What the task asks: Look through the entries and report how many lines include the word "QuerySlot". Give the number alone.

Collected data:
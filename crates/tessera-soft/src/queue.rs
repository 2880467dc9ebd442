//! Queues and the command executor.
//!
//! Submissions execute on the calling thread. Results that a real device
//! would only expose after a fence wait are parked on the fence as
//! retirements.

use crate::command::{Command, SoftGraphicsCommandBuffer, SoftUploadCommandBuffer};
use crate::descriptor::Dispatch;
use crate::device::DeviceShared;
use crate::resource::{byte_range, BufferInner, ImageInner, QuerySlot, StructureInner};
use crate::structure::{BottomLevel, Contents, GeometryData, TopLevelData};
use crate::sync::{Retirement, SoftFence};
use crate::SoftApi;
use std::fmt;
use std::sync::atomic::Ordering;
use std::sync::Arc;
use tessera_core::constants::INSTANCE_RECORD_SIZE;
use tessera_core::{AccelerationStructureKind, Error, InstanceRecord, Result};
use tessera_hal::{GraphicsCommandBuffer, GraphicsQueue, TransferLedger, UploadCommandBuffer, UploadQueue};
use tracing::{debug, trace};

fn copy_buffer(
    src: &BufferInner,
    src_offset: u64,
    dst: &BufferInner,
    dst_offset: u64,
    size: u64,
) -> Result<()> {
    let src_range = byte_range(src_offset, size, src.size)?;
    let dst_range = byte_range(dst_offset, size, dst.size)?;
    // Source and destination may be the same buffer.
    let bytes = src.data.read()[src_range].to_vec();
    dst.data.write()[dst_range].copy_from_slice(&bytes);
    Ok(())
}

fn copy_buffer_to_image(
    src: &BufferInner,
    src_offset: u64,
    row_pitch: u32,
    row_count: u32,
    dst: &ImageInner,
    mip: u32,
) -> Result<()> {
    let (row_bytes, rows) = dst.mip_layout(mip);
    if row_count as usize != rows || (row_pitch as usize) < row_bytes {
        return Err(Error::InvalidState(format!(
            "mip {mip} needs {rows} rows of {row_bytes} bytes, staged {row_count} rows at pitch {row_pitch}"
        )));
    }
    let level = dst
        .mips
        .get(mip as usize)
        .ok_or_else(|| Error::InvalidState(format!("image has no mip level {mip}")))?;
    let mut level = level.write();
    for (row, out) in level.chunks_exact_mut(row_bytes.max(1)).enumerate() {
        src.read(src_offset + row as u64 * u64::from(row_pitch), out)?;
    }
    Ok(())
}

fn read_all(buffer: &BufferInner) -> Vec<u8> {
    buffer.data.read().clone()
}

fn read_records(instances: &BufferInner, count: u32) -> Result<Vec<InstanceRecord>> {
    let mut bytes = vec![0; (u64::from(count) * INSTANCE_RECORD_SIZE) as usize];
    instances.read(0, &mut bytes)?;
    Ok(bytes
        .chunks_exact(INSTANCE_RECORD_SIZE as usize)
        .map(bytemuck::pod_read_unaligned)
        .collect())
}

/// Resolve an instance address to a built bottom-level structure.
fn bottom_resolver(shared: &DeviceShared) -> impl Fn(u64) -> Option<Arc<StructureInner>> + '_ {
    |address| {
        shared
            .resolve(address)
            .filter(|s| matches!(s.kind, AccelerationStructureKind::Bottom(_)))
    }
}

fn build_bottom(
    dst: &Arc<StructureInner>,
    geometries: &[crate::command::GeometryInput],
) -> Result<Arc<BottomLevel>> {
    let decoded = geometries
        .iter()
        .map(|g| {
            let vertices = read_all(&g.vertices);
            let indices = g.indices.as_deref().map(read_all);
            GeometryData::decode(g.desc, &vertices, indices.as_deref())
        })
        .collect::<Result<Vec<_>>>()?;
    let bottom = BottomLevel::build(decoded)?;
    debug!(
        kind = ?dst.kind,
        triangles = bottom.triangle_count(),
        "built bottom-level structure"
    );
    Ok(Arc::new(bottom))
}

/// Execute `commands` in order, returning what a fence covering them retires.
pub(crate) fn execute(shared: &DeviceShared, commands: &[Command]) -> Result<Vec<Retirement>> {
    let mut retirements = Vec::new();
    for command in commands {
        trace!(command = command.name(), "execute");
        match command {
            Command::CopyBuffer {
                src,
                src_offset,
                dst,
                dst_offset,
                size,
            } => copy_buffer(src, *src_offset, dst, *dst_offset, *size)?,
            Command::CopyBufferToImage {
                src,
                src_offset,
                row_pitch,
                row_count,
                dst,
                mip,
            } => copy_buffer_to_image(src, *src_offset, *row_pitch, *row_count, dst, *mip)?,
            Command::Barrier(label) => trace!(label, "barrier"),
            Command::Transfer(barriers) => trace!(count = barriers.len(), "ownership transfer"),
            Command::BuildBottom {
                dst,
                geometries,
                query,
            } => {
                let bottom = build_bottom(dst, geometries)?;
                dst.retired.store(false, Ordering::Release);
                if let Some((pool, index)) = query {
                    let size = bottom.compacted_size();
                    if let Some(slot) = pool.slots.lock().get_mut(*index as usize) {
                        *slot = QuerySlot::Pending(size);
                    }
                    retirements.push(Retirement::QuerySlot {
                        pool: Arc::clone(pool),
                        index: *index,
                    });
                    retirements.push(Retirement::Structure(Arc::clone(dst)));
                }
                *dst.contents.write() = Contents::Bottom(bottom);
            }
            Command::UpdateBottom {
                dst,
                vertex_buffers,
            } => {
                let buffers: Vec<Vec<u8>> = vertex_buffers.iter().map(|b| read_all(b)).collect();
                let slices: Vec<&[u8]> = buffers.iter().map(Vec::as_slice).collect();
                let mut contents = dst.contents.write();
                let Contents::Bottom(bottom) = &mut *contents else {
                    return Err(Error::InvalidState(
                        "bottom-level update of a structure that was never built".to_string(),
                    ));
                };
                let positions = bottom.decode_update(&slices)?;
                Arc::make_mut(bottom).update(&positions)?;
            }
            Command::Compact { dst, src } => {
                let Contents::Bottom(bottom) = &*src.contents.read() else {
                    return Err(Error::InvalidState(
                        "compaction source was never built".to_string(),
                    ));
                };
                let needed = bottom.compacted_size();
                if dst.size < needed {
                    return Err(Error::InvalidState(format!(
                        "compacted BLAS of {} bytes cannot hold {needed} bytes",
                        dst.size
                    )));
                }
                *dst.contents.write() = Contents::Bottom(Arc::clone(bottom));
            }
            Command::BuildTop {
                dst,
                instances,
                instance_count,
            } => {
                let records = read_records(instances, *instance_count)?;
                let top = TopLevelData::build(&records, bottom_resolver(shared))?;
                for blas in top.referenced() {
                    blas.ownership.assert_graphics_readable("BLAS");
                }
                debug!(instances = instance_count, "built top-level structure");
                *dst.contents.write() = Contents::Top(top);
            }
            Command::UpdateTop { dst, instances } => {
                let count = match &*dst.contents.read() {
                    Contents::Top(top) => top.instance_count(),
                    _ => {
                        return Err(Error::InvalidState(
                            "TLAS update of a structure that was never built".to_string(),
                        ))
                    }
                };
                let records = read_records(instances, count)?;
                let mut contents = dst.contents.write();
                if let Contents::Top(top) = &mut *contents {
                    top.update(&records, bottom_resolver(shared))?;
                }
            }
            Command::Dispatch {
                name,
                kernel,
                sets,
                group_count,
            } => {
                trace!(%name, ?group_count, "dispatch");
                kernel(&Dispatch {
                    sets,
                    group_count: *group_count,
                })?;
            }
            Command::BeginRenderPass {
                width,
                height,
                clears,
            } => {
                for clear in clears {
                    clear.image.fill(*width, *height, &clear.texel);
                    if let Some(stencil) = clear.stencil {
                        clear.image.fill_stencil(*width, *height, stencil);
                    }
                }
                trace!(width, height, clears = clears.len(), "begin render pass");
            }
            Command::Draw {
                pipeline,
                vertex_count,
                instance_count,
            } => trace!(%pipeline, vertex_count, instance_count, "draw"),
            Command::EndRenderPass => trace!("end render pass"),
            Command::BeginLabel(label) => trace!(%label, "begin label"),
            Command::EndLabel => trace!("end label"),
        }
    }
    Ok(retirements)
}

/// The emulated graphics queue.
pub struct SoftGraphicsQueue {
    shared: Arc<DeviceShared>,
}

impl SoftGraphicsQueue {
    pub(crate) fn new(shared: Arc<DeviceShared>) -> Self {
        Self { shared }
    }
}

impl fmt::Debug for SoftGraphicsQueue {
    fn fmt(&self, f: &mut fmt::Formatter<'_>) -> fmt::Result {
        f.debug_struct("SoftGraphicsQueue")
            .field("family", &self.shared.topology.graphics_family())
            .finish()
    }
}

impl GraphicsQueue<SoftApi> for SoftGraphicsQueue {
    fn wait_and_submit(
        &self,
        upload: Option<&SoftUploadCommandBuffer>,
        graphics: &SoftGraphicsCommandBuffer,
        fence: &SoftFence,
    ) -> Result<()> {
        match upload {
            Some(upload) => {
                debug_assert!(
                    upload.submission.lock().semaphore_signaled,
                    "graphics submission waits on an upload that was never submitted"
                );
                TransferLedger::assert_matches(upload.released(), graphics.acquired());
            }
            None => debug_assert!(
                graphics.acquired().is_empty(),
                "graphics command buffer acquires assets without an upload to wait on"
            ),
        }
        let executed = execute(&self.shared, graphics.commands())?;
        // The wait is consumed only by a submission that ran.
        let mut retirements = Vec::new();
        if let Some(upload) = upload {
            let mut submission = upload.submission.lock();
            submission.semaphore_signaled = false;
            retirements.append(&mut submission.retirements);
        }
        retirements.extend(executed);
        fence.signal(retirements);
        Ok(())
    }
}

/// The emulated upload queue.
pub struct SoftUploadQueue {
    shared: Arc<DeviceShared>,
}

impl SoftUploadQueue {
    pub(crate) fn new(shared: Arc<DeviceShared>) -> Self {
        Self { shared }
    }
}

impl fmt::Debug for SoftUploadQueue {
    fn fmt(&self, f: &mut fmt::Formatter<'_>) -> fmt::Result {
        f.debug_struct("SoftUploadQueue")
            .field("family", &self.shared.topology.upload_family())
            .finish()
    }
}

impl UploadQueue<SoftApi> for SoftUploadQueue {
    fn submit_and_signal(&self, upload: &SoftUploadCommandBuffer) -> Result<()> {
        let retirements = execute(&self.shared, upload.commands())?;
        let mut submission = upload.submission.lock();
        debug_assert!(
            !submission.semaphore_signaled,
            "upload submitted again before a graphics submission waited on it"
        );
        submission.semaphore_signaled = true;
        submission.retirements = retirements;
        Ok(())
    }

    fn submit_with_fence(&self, upload: &SoftUploadCommandBuffer, fence: &SoftFence) -> Result<()> {
        let retirements = execute(&self.shared, upload.commands())?;
        fence.signal(retirements);
        Ok(())
    }
}

#[cfg(test)]
mod tests {
    use super::*;
    use crate::resource::SoftBuffer;
    use tessera_core::BufferKind;

    #[test]
    fn out_of_range_copies_fail_without_touching_memory() {
        let src = SoftBuffer::new(BufferKind::StagingUpload, 64);
        let dst = SoftBuffer::new(BufferKind::StorageAsset, 64);
        src.0.write(0, &[9; 64]).unwrap();

        let err = copy_buffer(&src.0, 0, &dst.0, 0, u64::MAX / 2).unwrap_err();
        assert!(matches!(err, Error::InvalidState(_)));
        assert!(copy_buffer(&src.0, 32, &dst.0, 0, 64).is_err());
        assert!(copy_buffer(&src.0, 0, &dst.0, 16, 64).is_err());
        assert!(dst.0.data.read().iter().all(|&b| b == 0));

        copy_buffer(&src.0, 16, &dst.0, 0, 48).unwrap();
        let data = dst.0.data.read();
        assert_eq!(&data[..48], &[9; 48]);
        assert_eq!(&data[48..], &[0; 16]);
    }

    #[test]
    fn copy_within_one_buffer() {
        let buffer = SoftBuffer::new(BufferKind::StorageAsset, 8);
        buffer.0.write(0, &[1, 2, 3, 4, 0, 0, 0, 0]).unwrap();
        copy_buffer(&buffer.0, 0, &buffer.0, 4, 4).unwrap();
        assert_eq!(*buffer.0.data.read(), vec![1, 2, 3, 4, 1, 2, 3, 4]);
    }
}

Output of the task: 3